A recent poll asking Albertans about issues related to Premier Danielle Smith’s proposed gender identity and education policies show opinions in the province are split.

Leger, a research and analytics company, self-commissioned the online survey of 1,002 Albertans as part of a larger national survey conducted between Feb. 9 and 12.

Andrew Enns, executive vice president for Leger in central Canada, said one theme stood out for him in the polling: the involvement of parents in decisions around transitioning gender.

“A lot more of the population comes along in a general direction of policies in this area when parents are involved,” Enns said.

Lisa Young, University of Calgary political science professor, said the results didn’t surprise her.

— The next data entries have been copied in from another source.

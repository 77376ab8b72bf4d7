//! Derived computations over store collections.
//!
//! Everything here is a pure function of the records it is given, so views
//! stay consistent with whatever snapshot they were computed from.

use rust_decimal::Decimal;
use std::cmp::Reverse;
use std::collections::BTreeMap;
use tokio::sync::watch;

use crate::record::{Amounted, Dated, Named, Record};
use crate::store::Snapshot;

/// Sum of amounts.
pub fn total<R: Amounted>(items: &[R]) -> Decimal {
  items.iter().map(Amounted::amount).sum()
}

/// Sum of amounts grouped by `key` (e.g., category name).
pub fn totals_by<R, K, F>(items: &[R], key: F) -> BTreeMap<K, Decimal>
where
  R: Amounted,
  K: Ord,
  F: Fn(&R) -> K,
{
  let mut totals = BTreeMap::new();
  for item in items {
    *totals.entry(key(item)).or_insert(Decimal::ZERO) += item.amount();
  }
  totals
}

/// The `n` most recent records, newest first. Ties keep collection order.
pub fn recent<R: Dated + Clone>(items: &[R], n: usize) -> Vec<R> {
  let mut sorted = items.to_vec();
  sorted.sort_by_key(|r| Reverse(r.date()));
  sorted.truncate(n);
  sorted
}

/// Case-insensitive substring match over each record's search text.
pub fn filter_by_text<R: Record>(items: &[R], term: &str) -> Vec<R> {
  let term = term.trim().to_lowercase();
  if term.is_empty() {
    return items.to_vec();
  }
  items
    .iter()
    .filter(|r| r.search_text().to_lowercase().contains(&term))
    .cloned()
    .collect()
}

pub fn sorted_by_name<R: Named + Clone>(items: &[R]) -> Vec<R> {
  let mut sorted = items.to_vec();
  sorted.sort_by_cached_key(|r| r.name().to_lowercase());
  sorted
}

/// A computation over a store's collection that is redone only after the
/// store publishes a new snapshot.
pub struct Derived<R, T> {
  source: watch::Receiver<Snapshot<R>>,
  compute: Box<dyn Fn(&[R]) -> T + Send + Sync>,
  value: Option<T>,
}

impl<R: Record, T> Derived<R, T> {
  pub fn new(
    source: watch::Receiver<Snapshot<R>>,
    compute: impl Fn(&[R]) -> T + Send + Sync + 'static,
  ) -> Self {
    Self {
      source,
      compute: Box::new(compute),
      value: None,
    }
  }

  /// Current value, recomputed if the snapshot changed since last read.
  pub fn get(&mut self) -> &T {
    // A closed channel means the store is gone; keep serving the last value
    let stale = self.source.has_changed().unwrap_or(false);
    let value = match self.value.take() {
      Some(value) if !stale => value,
      _ => {
        let snapshot = self.source.borrow_and_update();
        (self.compute)(&snapshot.items)
      }
    };
    self.value.insert(value)
  }
}
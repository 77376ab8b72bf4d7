use chrono::{DateTime, Utc};
use std::collections::BTreeSet;

use crate::cache::QueryCache;
use crate::query::{QueryDescriptor, SortDirection};
use crate::record::{Placement, Record};

/// Complete state of one store at a point in time.
#[derive(Debug, Clone, PartialEq)]
pub struct Snapshot<R> {
  /// The mirrored collection in display order
  pub items: Vec<R>,
  /// Server count for the current query, adjusted locally while mutations
  /// are in flight
  pub total_count: usize,
  /// A paginated load is in flight
  pub loading: bool,
  /// Latest user-facing error; cleared only by `EntityStore::clear_error`
  pub error: Option<String>,
  /// When the store last heard a success from the server
  pub last_synced: Option<DateTime<Utc>>,
  /// Descriptor of the current page
  pub query: QueryDescriptor,
  pub cache: QueryCache<R>,
  /// Identifiers with an optimistic mutation awaiting the server
  pub pending: BTreeSet<String>,
}

impl<R> Default for Snapshot<R> {
  fn default() -> Self {
    Self {
      items: Vec::new(),
      total_count: 0,
      loading: false,
      error: None,
      last_synced: None,
      query: QueryDescriptor::default(),
      cache: QueryCache::default(),
      pending: BTreeSet::new(),
    }
  }
}

impl<R: Record> Snapshot<R> {
  pub fn get(&self, id: &str) -> Option<&R> {
    self.items.iter().find(|r| r.id() == id)
  }

  pub(crate) fn get_mut(&mut self, id: &str) -> Option<&mut R> {
    self.items.iter_mut().find(|r| r.id() == id)
  }

  pub(crate) fn position(&self, id: &str) -> Option<usize> {
    self.items.iter().position(|r| r.id() == id)
  }

  /// Placement under the current sort. Name-ordered collections keep their
  /// alphabetical slot only while the page is unsorted or sorted by name
  /// ascending; any other server order falls back to head insertion.
  fn placement(&self) -> Placement {
    match (R::placement(), &self.query.sort) {
      (Placement::Alphabetical, Some(sort))
        if !(sort.column == "name" && sort.direction == SortDirection::Asc) =>
      {
        Placement::Head
      }
      (placement, _) => placement,
    }
  }

  /// Insert a new record where its placement puts it.
  pub(crate) fn place(&mut self, record: R) {
    match self.placement() {
      Placement::Head => self.items.insert(0, record),
      Placement::Tail => self.items.push(record),
      Placement::Alphabetical => {
        let key = record.sort_key();
        let index = self
          .items
          .iter()
          .position(|r| r.sort_key() > key)
          .unwrap_or(self.items.len());
        self.items.insert(index, record);
      }
    }
  }

  /// Put back a record removed from `index`.
  pub(crate) fn restore(&mut self, index: usize, record: R) {
    match self.placement() {
      Placement::Alphabetical => {
        self.items.push(record);
        self.items.sort_by_cached_key(|r| r.sort_key());
      }
      Placement::Head | Placement::Tail => {
        let index = index.min(self.items.len());
        self.items.insert(index, record);
      }
    }
  }
}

“What we’ve seen in public opinion in Alberta and in the rest of Canada, there’s if not a majority then at least a plurality of people who are surveyed who are not terribly supportive of a very liberal approach to gender-affirming care,” Young said.

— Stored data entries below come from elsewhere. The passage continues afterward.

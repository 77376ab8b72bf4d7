use std::collections::{HashMap, VecDeque};
use std::sync::atomic::{AtomicBool, AtomicU64, Ordering};
use std::sync::{Mutex, MutexGuard, PoisonError};
use std::time::Duration;

use async_trait::async_trait;
use tracing::trace;

use super::envelope::{ApiError, Envelope, Response, SearchPayload};
use super::Gateway;
use crate::error::StoreError;
use crate::query::{Filters, Page, QueryDescriptor};
use crate::record::Record;
use crate::resolver::Resolvers;

/// Gateway methods, for call counting.
#[derive(Debug, Clone, Copy, PartialEq, Eq, Hash)]
pub enum Call {
  List,
  Create,
  Update,
  Delete,
  Search,
  Recent,
}

/// In-process backend holding records in a vector, newest first.
///
/// Behaves like the REST backend for the parts stores rely on: it assigns
/// identifiers on create, applies patches, paginates and substring-filters
/// lists. Sort parameters and extra search filters are accepted but not
/// applied. Knobs simulate the network: an offline switch, queued one-shot
/// failures, latency (globally or per list page) and envelope-shaped replies.
pub struct InMemoryGateway<R> {
  records: Mutex<Vec<R>>,
  next_id: AtomicU64,
  offline: AtomicBool,
  envelopes: AtomicBool,
  failures: Mutex<VecDeque<StoreError>>,
  latency: Mutex<Duration>,
  page_latency: Mutex<HashMap<usize, Duration>>,
  calls: Mutex<HashMap<Call, usize>>,
}

fn lock<T>(mutex: &Mutex<T>) -> MutexGuard<'_, T> {
  mutex.lock().unwrap_or_else(PoisonError::into_inner)
}

impl<R: Record> Default for InMemoryGateway<R> {
  fn default() -> Self {
    Self::new()
  }
}

impl<R: Record> InMemoryGateway<R> {
  pub fn new() -> Self {
    Self {
      records: Mutex::new(Vec::new()),
      next_id: AtomicU64::new(1),
      offline: AtomicBool::new(false),
      envelopes: AtomicBool::new(false),
      failures: Mutex::new(VecDeque::new()),
      latency: Mutex::new(Duration::ZERO),
      page_latency: Mutex::new(HashMap::new()),
      calls: Mutex::new(HashMap::new()),
    }
  }

  pub fn with_records(records: Vec<R>) -> Self {
    let gateway = Self::new();
    *lock(&gateway.records) = records;
    gateway
  }

  /// Every call fails with a transport error while offline.
  pub fn set_offline(&self, offline: bool) {
    self.offline.store(offline, Ordering::SeqCst);
  }

  /// The next call (of any kind) fails with `error`.
  pub fn fail_next(&self, error: StoreError) {
    lock(&self.failures).push_back(error);
  }

  /// Answer create/update/search/recent with `Result` envelopes.
  pub fn use_envelopes(&self, enabled: bool) {
    self.envelopes.store(enabled, Ordering::SeqCst);
  }

  pub fn set_latency(&self, latency: Duration) {
    *lock(&self.latency) = latency;
  }

  /// Extra latency for list calls on `page`.
  pub fn set_page_latency(&self, page: usize, latency: Duration) {
    lock(&self.page_latency).insert(page, latency);
  }

  pub fn calls(&self, call: Call) -> usize {
    lock(&self.calls).get(&call).copied().unwrap_or(0)
  }

  pub fn records(&self) -> Vec<R> {
    lock(&self.records).clone()
  }

  /// Count the call, wait out the latency, then apply failure knobs.
  async fn enter(&self, call: Call, extra: Duration) -> Result<(), StoreError> {
    *lock(&self.calls).entry(call).or_insert(0) += 1;

    let latency = *lock(&self.latency) + extra;
    if !latency.is_zero() {
      tokio::time::sleep(latency).await;
    }

    if self.offline.load(Ordering::SeqCst) {
      trace!(?call, "offline");
      return Err(StoreError::Transport("backend unreachable".to_string()));
    }

    match lock(&self.failures).pop_front() {
      Some(error) => Err(error),
      None => Ok(()),
    }
  }

  /// Wrap an outcome in the configured response shape.
  fn respond<T>(&self, outcome: Result<T, StoreError>) -> Result<Response<T>, StoreError> {
    if !self.envelopes.load(Ordering::SeqCst) {
      return outcome.map(Response::Raw);
    }
    match outcome {
      Ok(value) => Ok(Response::Envelope(Envelope::success(value))),
      Err(StoreError::Rejected { code, message, .. }) => Ok(Response::Envelope(Envelope {
        is_success: false,
        value: None,
        error: Some(ApiError { message, code }),
      })),
      Err(other) => Err(other),
    }
  }

  fn not_found(id: &str) -> StoreError {
    StoreError::Rejected {
      status: Some(404),
      code: Some("NOT_FOUND".to_string()),
      message: Some(format!("{} {} does not exist", R::entity_type(), id)),
    }
  }

  fn matching(&self, term: &str) -> Vec<R> {
    let term = term.trim().to_lowercase();
    lock(&self.records)
      .iter()
      .filter(|r| term.is_empty() || r.search_text().to_lowercase().contains(&term))
      .cloned()
      .collect()
  }
}

#[async_trait]
impl<R: Record> Gateway<R> for InMemoryGateway<R> {
  async fn list(&self, query: &QueryDescriptor) -> Result<Page<R>, StoreError> {
    let extra = lock(&self.page_latency)
      .get(&query.page)
      .copied()
      .unwrap_or_default();
    self.enter(Call::List, extra).await?;

    let matching = self.matching(&query.search);
    let total_count = matching.len();
    let items = matching
      .into_iter()
      .skip(query.offset())
      .take(query.page_size)
      .collect();
    Ok(Page::new(items, total_count))
  }

  async fn create(&self, input: &R::Input) -> Result<Response<String>, StoreError> {
    if let Err(e) = self.enter(Call::Create, Duration::ZERO).await {
      return self.respond(Err(e));
    }

    let n = self.next_id.fetch_add(1, Ordering::SeqCst);
    let id = format!("{}-{}", R::resource(), n);
    let record = R::draft(id.clone(), input, &Resolvers::new());
    lock(&self.records).insert(0, record);
    self.respond(Ok(id))
  }

  async fn update(&self, id: &str, patch: &R::Patch) -> Result<Response<String>, StoreError> {
    if let Err(e) = self.enter(Call::Update, Duration::ZERO).await {
      return self.respond(Err(e));
    }

    let outcome = {
      let mut records = lock(&self.records);
      match records.iter_mut().find(|r| r.id() == id) {
        Some(record) => {
          record.merge(patch);
          Ok(id.to_string())
        }
        None => Err(Self::not_found(id)),
      }
    };
    self.respond(outcome)
  }

  async fn delete(&self, id: &str) -> Result<(), StoreError> {
    self.enter(Call::Delete, Duration::ZERO).await?;

    let mut records = lock(&self.records);
    match records.iter().position(|r| r.id() == id) {
      Some(index) => {
        records.remove(index);
        Ok(())
      }
      None => Err(Self::not_found(id)),
    }
  }

  async fn search(
    &self,
    term: &str,
    limit: usize,
    _filters: &Filters,
  ) -> Result<Response<SearchPayload<R>>, StoreError> {
    if let Err(e) = self.enter(Call::Search, Duration::ZERO).await {
      return self.respond(Err(e));
    }

    let mut items = self.matching(term);
    items.truncate(limit);
    self.respond(Ok(SearchPayload::List(items)))
  }

  async fn recent(&self, limit: usize) -> Result<Response<SearchPayload<R>>, StoreError> {
    if let Err(e) = self.enter(Call::Recent, Duration::ZERO).await {
      return self.respond(Err(e));
    }

    let mut items = self.records();
    items.truncate(limit);
    self.respond(Ok(SearchPayload::Paged { items }))
  }
}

When asked about gender reassignment surgeries, 44 per cent of respondents said all such surgeries should be banned for minors. Nearly the same amount of respondents said they could be permitted on a case-by-case basis, with 35 per cent of those polled saying the surgeries should involve parental consent and 10 per cent said parental consent should not be required.

Currently in Canada, no “bottom” surgeries are allowed for patients under 18.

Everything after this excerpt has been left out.